Cortinas são espelho do voyeur de Hitchcock

ESPECIAL PARA A FOLHA

Há, antes de tudo, um antológico "establishing shot": o pátio, o rosto suado de Jeff (James Stewart), sua perna engessada, a câmera quebrada, algumas revistas na mesa e, enfim, fotos de uma corrida de carros que traçam, na parede, sua própria narrativa. De um só golpe, Hitchcock explica toda a situação.
É o que o mestre costuma denominar de "a mais pura expressão cinematográfica". Mas o que faz de "Janela Indiscreta" uma obra-prima é o fato de Hitchcock acrescentar a essa pura expressão visual a mais certeira metáfora da "condição cinematográfica".

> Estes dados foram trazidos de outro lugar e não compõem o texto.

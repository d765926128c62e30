//! Error types for scanning operations.

use std::path::PathBuf;

use serde::{Deserialize, Serialize};
use thiserror::Error;

/// Errors that abort a scan.
#[derive(Debug, Error)]
pub enum ScanError {
    /// Permission denied for a path.
    #[error("Permission denied: {path}")]
    PermissionDenied { path: PathBuf },

    /// Path not found.
    #[error("Path not found: {path}")]
    NotFound { path: PathBuf },

    /// Generic I/O error.
    #[error("I/O error at {path}: {source}")]
    Io {
        path: PathBuf,
        #[source]
        source: std::io::Error,
    },

    /// Waiting for the walker or the workers was interrupted.
    #[error("Scan interrupted: {reason}")]
    Interrupted { reason: String },

    /// A scan thread could not be started.
    #[error("Failed to spawn {name} thread: {source}")]
    Spawn {
        name: String,
        #[source]
        source: std::io::Error,
    },

    /// Invalid configuration.
    #[error("Invalid configuration: {message}")]
    InvalidConfig { message: String },
}

impl ScanError {
    /// Create an I/O error with path context.
    pub fn io(path: impl Into<PathBuf>, source: std::io::Error) -> Self {
        let path = path.into();
        match source.kind() {
            std::io::ErrorKind::PermissionDenied => Self::PermissionDenied { path },
            std::io::ErrorKind::NotFound => Self::NotFound { path },
            _ => Self::Io { path, source },
        }
    }

    /// Create an interruption error.
    pub fn interrupted(reason: impl Into<String>) -> Self {
        Self::Interrupted {
            reason: reason.into(),
        }
    }
}

/// Kind of scan warning.
#[derive(Debug, Clone, Copy, PartialEq, Eq, Serialize, Deserialize)]
pub enum WarningKind {
    /// A single read attempt failed (the file was requeued).
    ReadError,
    /// A file kept failing until its retries ran out.
    RetryExhausted,
    /// A directory entry could not be read during traversal.
    WalkError,
    /// A directory was reached a second time through a symlink.
    SymlinkLoop,
}

/// Non-fatal problem encountered during a scan.
#[derive(Debug, Clone, Serialize, Deserialize)]
pub struct ScanWarning {
    /// Path where the warning occurred.
    pub path: PathBuf,
    /// Human-readable message.
    pub message: String,
    /// Kind of warning.
    pub kind: WarningKind,
}

impl ScanWarning {
    /// Create a new scan warning.
    pub fn new(path: impl Into<PathBuf>, message: impl Into<String>, kind: WarningKind) -> Self {
        Self {
            path: path.into(),
            message: message.into(),
            kind,
        }
    }

    /// Create a read error warning.
    pub fn read_error(path: impl Into<PathBuf>, error: &std::io::Error) -> Self {
        Self::new(path, format!("Read error: {error}"), WarningKind::ReadError)
    }

    /// Create a warning for a file that failed on every attempt.
    pub fn retry_exhausted(path: impl Into<PathBuf>, error: &std::io::Error, attempts: u32) -> Self {
        Self::new(
            path,
            format!("Gave up after {attempts} attempt(s): {error}"),
            WarningKind::RetryExhausted,
        )
    }

    /// Create a traversal error warning.
    pub fn walk_error(path: impl Into<PathBuf>, message: impl std::fmt::Display) -> Self {
        Self::new(path, format!("Walk error: {message}"), WarningKind::WalkError)
    }

    /// Create a symlink loop warning.
    pub fn symlink_loop(path: impl Into<PathBuf>) -> Self {
        let path = path.into();
        Self {
            message: format!("Directory already visited: {}", path.display()),
            path,
            kind: WarningKind::SymlinkLoop,
        }
    }
}
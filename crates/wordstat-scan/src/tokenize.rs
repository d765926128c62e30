//! Line splitting and token filtering.

use std::collections::HashMap;
use std::io::{self, BufRead};

use compact_str::CompactString;

/// Check whether a token consists solely of ASCII letters.
pub fn is_word(token: &[u8]) -> bool {
    !token.is_empty() && token.iter().all(u8::is_ascii_alphabetic)
}

/// Whitespace-delimited tokens of a line that are made of ASCII letters only.
pub fn words(line: &[u8]) -> impl Iterator<Item = &str> {
    line.split(u8::is_ascii_whitespace)
        .filter(|token| is_word(token))
        // all-ASCII slices are always valid UTF-8
        .filter_map(|token| std::str::from_utf8(token).ok())
}

/// Counts gathered from one file before they are committed.
#[derive(Debug, Default, Clone, PartialEq, Eq)]
pub struct FileTally {
    /// Newline-delimited lines, including a final unterminated one.
    pub lines: u64,
    /// Bytes consumed.
    pub bytes: u64,
    /// Per-token occurrences within this file.
    pub tokens: HashMap<CompactString, u64>,
}

impl FileTally {
    /// Read a whole stream line by line and tally it.
    ///
    /// Lines are read as raw bytes, so files that are not valid UTF-8 are
    /// still counted; only their all-letter tokens reach the tally.
    pub fn read_from<R: BufRead>(mut reader: R) -> io::Result<Self> {
        let mut tally = Self::default();
        let mut line = Vec::with_capacity(256);

        loop {
            line.clear();
            let read = reader.read_until(b'\n', &mut line)?;
            if read == 0 {
                break;
            }
            tally.lines += 1;
            tally.bytes += read as u64;
            for word in words(&line) {
                *tally.tokens.entry(CompactString::new(word)).or_insert(0) += 1;
            }
        }

        Ok(tally)
    }

    /// Occurrences of a token in this file.
    pub fn count_of(&self, token: &str) -> u64 {
        self.tokens.get(token).copied().unwrap_or(0)
    }
}
//! Shared work queue between the walker and the workers.
//!
//! The queue is an unbounded crossbeam channel plus two pieces of shared
//! state that decide when it closes:
//!
//! - the **traversal-complete** flag, raised once by the walker;
//! - the **outstanding** count of tasks that were pushed but not yet finished.
//!
//! Workers block in [`WorkQueue::pop`] while the queue is empty. The queue is
//! closed exactly when both conditions hold (no outstanding task and traversal
//! complete), which wakes every blocked worker with `None`. Whichever side
//! makes the second condition true performs the close, so no worker ever has
//! to poll.

use std::sync::atomic::{AtomicBool, AtomicU64, AtomicUsize, Ordering};
use std::sync::{Mutex, MutexGuard, PoisonError};

use crossbeam_channel::{Receiver, Sender, unbounded};
use thiserror::Error;
use wordstat_core::FileTask;

/// Returned when pushing to a queue that has already been closed.
#[derive(Debug, Error)]
#[error("work queue is closed")]
pub struct QueueClosed(pub FileTask);

/// Counters describing queue traffic.
#[derive(Debug, Default)]
pub struct QueueStats {
    /// Total tasks pushed, including retries.
    pub enqueued: AtomicU64,

    /// Total tasks handed to workers.
    pub dequeued: AtomicU64,

    /// Tasks pushed as replacements for failed attempts.
    pub requeued: AtomicU64,
}

impl QueueStats {
    /// Get queue throughput (dequeued tasks)
    pub fn throughput(&self) -> u64 {
        self.dequeued.load(Ordering::Relaxed)
    }

    /// Get number of retry tasks pushed
    pub fn requeue_count(&self) -> u64 {
        self.requeued.load(Ordering::Relaxed)
    }
}

/// Thread-safe FIFO of pending file tasks.
#[derive(Debug)]
pub struct WorkQueue {
    /// Sender side; taken out (dropped) when the queue closes.
    sender: Mutex<Option<Sender<FileTask>>>,

    /// Receiver side, shared by every worker.
    receiver: Receiver<FileTask>,

    /// Tasks pushed and not yet finished.
    outstanding: AtomicUsize,

    /// Set once by the walker; never cleared.
    traversal_complete: AtomicBool,

    stats: QueueStats,
}

impl WorkQueue {
    /// Create an empty, open queue.
    pub fn new() -> Self {
        let (sender, receiver) = unbounded();
        Self {
            sender: Mutex::new(Some(sender)),
            receiver,
            outstanding: AtomicUsize::new(0),
            traversal_complete: AtomicBool::new(false),
            stats: QueueStats::default(),
        }
    }

    /// Add a task. The task counts as outstanding until [`finish`](Self::finish).
    pub fn push(&self, task: FileTask) -> Result<(), QueueClosed> {
        // Count first so the queue cannot close between send and increment.
        self.outstanding.fetch_add(1, Ordering::SeqCst);

        let sender = self.lock_sender();
        let Some(tx) = sender.as_ref() else {
            drop(sender);
            self.outstanding.fetch_sub(1, Ordering::SeqCst);
            return Err(QueueClosed(task));
        };

        // The receiver lives as long as `self`, so an unbounded send cannot fail.
        if let Err(err) = tx.send(task) {
            drop(sender);
            self.outstanding.fetch_sub(1, Ordering::SeqCst);
            return Err(QueueClosed(err.into_inner()));
        }
        self.stats.enqueued.fetch_add(1, Ordering::Relaxed);
        Ok(())
    }

    /// Take the next task, blocking while the queue is empty but still open.
    ///
    /// Returns `None` only once the queue is closed and drained, which means
    /// no further task can ever arrive.
    pub fn pop(&self) -> Option<FileTask> {
        let task = self.receiver.recv().ok()?;
        self.stats.dequeued.fetch_add(1, Ordering::Relaxed);
        Some(task)
    }

    /// Take the next task without blocking.
    pub fn try_pop(&self) -> Option<FileTask> {
        let task = self.receiver.try_recv().ok()?;
        self.stats.dequeued.fetch_add(1, Ordering::Relaxed);
        Some(task)
    }

    /// Mark a dequeued task as done.
    pub fn finish(&self, task: FileTask) {
        drop(task);
        if self.outstanding.fetch_sub(1, Ordering::SeqCst) == 1
            && self.traversal_complete.load(Ordering::SeqCst)
        {
            self.close();
        }
    }

    /// Replace a failed task with its retry and finish the failed one.
    ///
    /// The replacement is pushed before the original is finished so the
    /// outstanding count never drops to zero while a retry is pending.
    pub fn requeue(&self, failed: FileTask) -> Result<(), QueueClosed> {
        let result = self.push(failed.retry());
        if result.is_ok() {
            self.stats.requeued.fetch_add(1, Ordering::Relaxed);
        }
        self.finish(failed);
        result
    }

    /// Raise the traversal-complete signal. Later calls have no effect.
    pub fn mark_traversal_complete(&self) {
        if self.traversal_complete.swap(true, Ordering::SeqCst) {
            return;
        }
        if self.outstanding.load(Ordering::SeqCst) == 0 {
            self.close();
        }
    }

    /// Check whether the walker has finished producing tasks.
    pub fn is_traversal_complete(&self) -> bool {
        self.traversal_complete.load(Ordering::Acquire)
    }

    /// Check whether the queue has been closed.
    pub fn is_closed(&self) -> bool {
        self.lock_sender().is_none()
    }

    /// Tasks pushed and not yet finished.
    pub fn outstanding(&self) -> usize {
        self.outstanding.load(Ordering::SeqCst)
    }

    /// Tasks currently waiting in the channel.
    pub fn len(&self) -> usize {
        self.receiver.len()
    }

    /// Check if no task is waiting in the channel.
    pub fn is_empty(&self) -> bool {
        self.receiver.is_empty()
    }

    /// Get queue statistics
    pub fn stats(&self) -> &QueueStats {
        &self.stats
    }

    fn close(&self) {
        // Dropping the only sender disconnects the channel once it is drained.
        self.lock_sender().take();
    }

    fn lock_sender(&self) -> MutexGuard<'_, Option<Sender<FileTask>>> {
        // Nothing can be left half-updated inside the lock, so poisoning is harmless.
        self.sender.lock().unwrap_or_else(PoisonError::into_inner)
    }
}

impl Default for WorkQueue {
    fn default() -> Self {
        Self::new()
    }
}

O crítico Jean Douchet foi o primeiro a notar: Jeff é um espectador que projeta seus desejos na tela que fica atrás das cortinas de sua janela. Daí, talvez, seu comportamento algo compulsivo. O personagem sempre deixa suas responsabilidades de lado, isto é, sua noiva, para "voyeurizar" a vida dos outros, isto é, ir ao cinema.

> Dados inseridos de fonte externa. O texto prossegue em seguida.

//! Opening file contents for the workers.

use std::fs::File;
use std::io::{self, BufRead, BufReader};
use std::path::Path;

/// Source of file contents.
///
/// Each call returns a fresh reader owned by the calling worker; dropping it
/// releases the underlying handle.
pub trait ContentReader: Send + Sync {
    /// Open the file at `path` for line-by-line reading.
    fn open(&self, path: &Path) -> io::Result<Box<dyn BufRead + Send>>;
}

/// Reads files straight from the local filesystem.
#[derive(Debug, Default, Clone, Copy)]
pub struct FsReader;

impl ContentReader for FsReader {
    fn open(&self, path: &Path) -> io::Result<Box<dyn BufRead + Send>> {
        let file = File::open(path)?;
        Ok(Box::new(BufReader::new(file)))
    }
}
//! The point the orchestrator blocks on until every worker has exited.

use wordstat_core::ScanError;

use crate::worker::{Worker, WorkerSummary};

/// Blocks until all N workers have signalled completion.
///
/// A worker signals completion by returning from its thread; its summary is
/// its published, final line count. After [`wait`](Self::wait) returns, every
/// aggregator update made by the workers is visible to the caller.
pub struct CompletionBarrier {
    pending: Vec<Worker>,
}

impl CompletionBarrier {
    pub fn new(workers: Vec<Worker>) -> Self {
        Self { pending: workers }
    }

    /// Number of workers that have not been waited on yet.
    pub fn remaining(&self) -> usize {
        self.pending.len()
    }

    /// Wait for every worker, even if one of them failed.
    pub fn wait(self) -> Result<Vec<WorkerSummary>, ScanError> {
        let mut summaries = Vec::with_capacity(self.pending.len());
        let mut interrupted = None;

        for worker in self.pending {
            match worker.join() {
                Ok(summary) => summaries.push(summary),
                Err(err) => {
                    interrupted.get_or_insert(err);
                }
            }
        }

        match interrupted {
            Some(err) => Err(err),
            None => Ok(summaries),
        }
    }
}

#[cfg(test)]
mod tests {
    use super::*;

    #[test]
    fn test_empty_barrier_is_satisfied() {
        let barrier = CompletionBarrier::new(Vec::new());
        assert_eq!(barrier.remaining(), 0);
        assert!(barrier.wait().unwrap().is_empty());
    }
}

Jeff retoma, sobretudo, com sua perna engessada e sua zoom, as condições do espectador de cinema: imobilidade do corpo e concentração de energia no olhar. Condições que remontam à infância, à maturação precoce da organização visual e à imaturidade motriz que marcam, como lembra Jean-Louis Baudry, num texto em que denuncia o dispositivo cinematográfico como uma espécie de aparelho psíquico substitutivo, a fase do espelho.
Fase em que, de frente ao espelho, a criança inicia, segundo Lacan, a constituição imaginária de seu "eu".

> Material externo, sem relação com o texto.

//! Worker threads that read files and aggregate their tokens.
//!
//! Each worker:
//! - Pulls file tasks from the shared [`WorkQueue`], blocking while it is empty
//! - Reads the file line by line into a private per-file tally
//! - Commits the tally to the [`Aggregator`] only after the whole file was read
//! - Requeues the file (up to the retry cap) when opening or reading fails
//! - Exits once the queue is closed, returning its private line count

use std::io;
use std::sync::Arc;
use std::thread::{self, JoinHandle};

use tracing::{debug, trace, warn};

use wordstat_core::{FileTask, ScanError, ScanWarning};

use crate::aggregate::Aggregator;
use crate::barrier::CompletionBarrier;
use crate::progress::ProgressReporter;
use crate::queue::{QueueClosed, WorkQueue};
use crate::reader::ContentReader;
use crate::tokenize::FileTally;

/// What a worker publishes when it exits.
#[derive(Debug, Clone, Default)]
pub struct WorkerSummary {
    /// Worker ID
    pub id: usize,
    /// Lines read from files this worker processed successfully.
    pub lines_read: u64,
    /// Files this worker processed successfully.
    pub files_processed: u64,
    /// Attempts that failed (whether or not they were retried).
    pub failed_attempts: u64,
    /// Files this worker gave up on.
    pub failures: Vec<ScanWarning>,
}

impl WorkerSummary {
    fn new(id: usize) -> Self {
        Self {
            id,
            ..Self::default()
        }
    }
}

/// Shared state every worker needs.
pub(crate) struct WorkerContext {
    pub queue: Arc<WorkQueue>,
    pub aggregator: Arc<Aggregator>,
    pub reader: Arc<dyn ContentReader>,
    pub progress: ProgressReporter,
    pub max_retries: u32,
}

/// Finishes a dequeued task on drop unless it was handed back for a retry.
///
/// Keeps the outstanding count honest if processing unwinds, so the other
/// workers can still drain the queue and exit.
struct InFlight<'a> {
    queue: &'a WorkQueue,
    task: Option<FileTask>,
}

impl<'a> InFlight<'a> {
    fn new(queue: &'a WorkQueue, task: FileTask) -> Self {
        Self {
            queue,
            task: Some(task),
        }
    }

    fn take(mut self) -> Option<FileTask> {
        self.task.take()
    }
}

impl Drop for InFlight<'_> {
    fn drop(&mut self) {
        if let Some(task) = self.task.take() {
            self.queue.finish(task);
        }
    }
}

/// A worker thread that processes file tasks.
pub struct Worker {
    /// Worker ID
    id: usize,

    /// Thread handle
    handle: JoinHandle<WorkerSummary>,
}

impl Worker {
    /// Spawn a new worker thread
    pub(crate) fn spawn(id: usize, context: Arc<WorkerContext>) -> Result<Self, ScanError> {
        let handle = thread::Builder::new()
            .name(format!("wordstat-worker-{id}"))
            .spawn(move || worker_loop(id, &context))
            .map_err(|source| ScanError::Spawn {
                name: format!("worker {id}"),
                source,
            })?;

        Ok(Self { id, handle })
    }

    /// Get worker ID
    pub fn id(&self) -> usize {
        self.id
    }

    /// Wait for the worker to finish and collect its summary.
    pub fn join(self) -> Result<WorkerSummary, ScanError> {
        self.handle
            .join()
            .map_err(|_| ScanError::interrupted(format!("worker {} panicked", self.id)))
    }
}

/// A fixed-size pool of identical workers.
pub struct WorkerPool {
    workers: Vec<Worker>,
}

impl WorkerPool {
    /// Spawn `size` workers sharing `context`.
    pub(crate) fn spawn(size: usize, context: WorkerContext) -> Result<Self, ScanError> {
        let context = Arc::new(context);
        let workers = (0..size.max(1))
            .map(|id| Worker::spawn(id, Arc::clone(&context)))
            .collect::<Result<Vec<_>, _>>()?;
        debug!(workers = workers.len(), "Worker pool started");
        Ok(Self { workers })
    }

    pub fn len(&self) -> usize {
        self.workers.len()
    }

    pub fn is_empty(&self) -> bool {
        self.workers.is_empty()
    }

    /// Barrier satisfied once every worker in the pool has exited.
    pub fn completion(self) -> CompletionBarrier {
        CompletionBarrier::new(self.workers)
    }
}

/// Main worker loop
fn worker_loop(id: usize, context: &WorkerContext) -> WorkerSummary {
    debug!(worker = id, "Worker starting");
    let mut summary = WorkerSummary::new(id);

    while let Some(task) = context.queue.pop() {
        let in_flight = InFlight::new(&context.queue, task);
        let Some(task) = in_flight.task.as_ref() else {
            continue;
        };

        match read_file(task, context.reader.as_ref()) {
            Ok(tally) => {
                trace!(worker = id, path = %task.path.display(), lines = tally.lines, "File processed");
                summary.lines_read += tally.lines;
                summary.files_processed += 1;
                context.aggregator.record_tokens(tally.tokens);
                let processed = context.aggregator.record_file(tally.bytes);
                context.progress.file_done(processed, &context.aggregator, &task.path);
            }
            Err(err) => {
                summary.failed_attempts += 1;
                if let Some(task) = in_flight.take() {
                    handle_failure(id, task, err, context, &mut summary);
                }
            }
        }
    }

    debug!(
        worker = id,
        files = summary.files_processed,
        lines = summary.lines_read,
        "Worker finished"
    );
    summary
}

/// Read a whole file. Nothing is committed if this fails part-way.
fn read_file(task: &FileTask, reader: &dyn ContentReader) -> io::Result<FileTally> {
    let content = reader.open(&task.path)?;
    FileTally::read_from(content)
}

fn handle_failure(
    id: usize,
    task: FileTask,
    err: io::Error,
    context: &WorkerContext,
    summary: &mut WorkerSummary,
) {
    // This attempt no longer counts as an enqueued file.
    context.aggregator.adjust_file_count(-1);

    if !task.can_retry(context.max_retries) {
        warn!(
            worker = id,
            path = %task.path.display(),
            attempts = task.attempts(),
            error = %err,
            "Giving up on file"
        );
        summary
            .failures
            .push(ScanWarning::retry_exhausted(&task.path, &err, task.attempts()));
        context.queue.finish(task);
        return;
    }

    warn!(
        worker = id,
        path = %task.path.display(),
        attempt = task.attempt,
        error = %err,
        "Read failed, requeueing"
    );
    context.aggregator.record_retry();
    context.aggregator.adjust_file_count(1);
    if let Err(QueueClosed(lost)) = context.queue.requeue(task) {
        context.aggregator.adjust_file_count(-1);
        summary
            .failures
            .push(ScanWarning::read_error(&lost.path, &err));
    }
}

E o que o voyeur de Hitchcock vê em seu espelho? Várias situações que ilustram, no pátio em frente, o tema e a impossibilidade do amor. De todas elas, apenas uma é simétrica à sua. Um casal em crise: a mulher adoentada, imobilizada, e o marido indo e vindo, tal como o fotógrafo e sua noiva. No casal em crise, Jeff projeta o crime de sua conduta, redimindo-se de sua culpa ao trocá-la, simbolicamente, com o vizinho criminoso (a velha "culpabilidade intercambiável" de Hitchcock).
Em sua análise do filme, Ismail Xavier observa que a personagem de Grace Kelly só conquista definitivamente Jeff quando entra no espaço do desejo do fotógrafo, isto é, na tela-espelho. Nesse sentido, como já apontava Truffaut numa de suas entrevistas com Hitchcock, a aliança que ela mostra de longe para o fotógrafo não é só a prova do crime do vizinho.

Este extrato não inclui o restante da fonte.